=== Prompt ===
Every line of the data is to be transcribed as it stands.

===== Extracted data =====

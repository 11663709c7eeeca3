//! `MotorBus`：会话、命令驱动与监控器的组合入口

use crate::{BusConfig, BusMonitor, BusSession, CommandDriver, DriverError, MonitorSink};
use motorbus_can::{Transport, TransportDescriptor};
use std::sync::Arc;
use tracing::debug;

/// 电机总线
///
/// # 示例
///
/// ```no_run
/// use motorbus_driver::{BusConfig, MotorBus};
///
/// let bus = MotorBus::new(BusConfig::default());
/// bus.connect(&"socketcan:can0".parse().unwrap()).unwrap();
/// bus.driver().enable_motor(1).unwrap();
/// bus.drive(30, 30).unwrap();
/// bus.disconnect();
/// ```
pub struct MotorBus {
    session: Arc<BusSession>,
    driver: CommandDriver,
    monitor: BusMonitor,
    config: BusConfig,
}

impl MotorBus {
    pub fn new(config: BusConfig) -> Self {
        let session = Arc::new(BusSession::new());
        Self {
            driver: CommandDriver::new(Arc::clone(&session)),
            monitor: BusMonitor::new(Arc::clone(&session), config),
            session,
            config,
        }
    }

    /// 连接到描述符指定的总线；已有连接时先停止监控并关闭
    pub fn connect(&self, descriptor: &TransportDescriptor) -> Result<(), DriverError> {
        self.monitor.stop();
        self.session.open(descriptor)
    }

    /// 使用已打开的传输（Mock 等）
    pub fn attach(&self, transport: Transport) {
        self.monitor.stop();
        self.session.attach(transport);
    }

    /// 先停止监控再关闭传输，可重复调用
    pub fn disconnect(&self) {
        self.monitor.stop();
        self.session.close();
    }

    pub fn is_connected(&self) -> bool {
        self.session.is_connected()
    }

    pub fn driver(&self) -> &CommandDriver {
        &self.driver
    }

    pub fn monitor(&self) -> &BusMonitor {
        &self.monitor
    }

    pub fn session(&self) -> &Arc<BusSession> {
        &self.session
    }

    pub fn config(&self) -> &BusConfig {
        &self.config
    }

    /// 左右电机同时设速
    pub fn drive(&self, left: i32, right: i32) -> Result<(), DriverError> {
        self.driver.drive(left, right)
    }

    pub fn start_monitor(&self, sink: Arc<dyn MonitorSink>) -> Result<(), DriverError> {
        self.monitor.start(sink)
    }

    pub fn stop_monitor(&self) {
        self.monitor.stop();
    }
}

impl Drop for MotorBus {
    fn drop(&mut self) {
        debug!("[Auto-Drop] MotorBus disconnecting");
        self.disconnect();
    }
}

=====

=== Response area ===
repository 11663709c7eeeca3
//! `MotorBus`：会话、命令驱动与监控器的组合入口

use crate::{BusConfig, BusMonitor, BusSession, CommandDriver, DriverError, MonitorSink};
use motorbus_can::{Transport, TransportDescriptor};
use std::sync::Arc;
use tracing::debug;

/// 电机总线
///
/// # 示例
///
/// ```no_run
/// use motorbus_driver::{BusConfig, MotorBus};
///
/// let bus = MotorBus::new(BusConfig::default());
/// bus.connect(&"socketcan:can0".parse().unwrap()).unwrap();
/// bus.driver().enable_motor(1).unwrap();
/// bus.drive(30, 30).unwrap();
/// bus.disconnect();
/// ```
pub struct MotorBus {
    session: Arc<BusSession>,
    driver: CommandDriver,
    monitor: BusMonitor,
    config: BusConfig,
}

impl MotorBus {
    pub fn new(config: BusConfig) -> Self {
        let session = Arc::new(BusSession::new());
        Self {
            driver: CommandDriver::new(Arc::clone(&session)),
            monitor: BusMonitor::new(Arc::clone(&session), config),
            session,
            config,
        }
    }

    /// 连接到描述符指定的总线；已有连接时先停止监控并关闭
    pub fn connect(&self, descriptor: &TransportDescriptor) -> Result<(), DriverError> {
        self.monitor.stop();
        self.session.open(descriptor)
    }

    /// 使用已打开的传输（Mock 等）
    pub fn attach(&self, transport: Transport) {
        self.monitor.stop();
        self.session.attach(transport);
    }

    /// 先停止监控再关闭传输，可重复调用
    pub fn disconnect(&self) {
        self.monitor.stop();
        self.session.close();
    }

    pub fn is_connected(&self) -> bool {
        self.session.is_connected()
    }

    pub fn driver(&self) -> &CommandDriver {
        &self.driver
    }

    pub fn monitor(&self) -> &BusMonitor {
        &self.monitor
    }

    pub fn session(&self) -> &Arc<BusSession> {
        &self.session
    }

    pub fn config(&self) -> &BusConfig {
        &self.config
    }

    /// 左右电机同时设速
    pub fn drive(&self, left: i32, right: i32) -> Result<(), DriverError> {
        self.driver.drive(left, right)
    }

    pub fn start_monitor(&self, sink: Arc<dyn MonitorSink>) -> Result<(), DriverError> {
        self.monitor.start(sink)
    }

    pub fn stop_monitor(&self) {
        self.monitor.stop();
    }
}

impl Drop for MotorBus {
    fn drop(&mut self) {
        debug!("[Auto-Drop] MotorBus disconnecting");
        self.disconnect();
    }
}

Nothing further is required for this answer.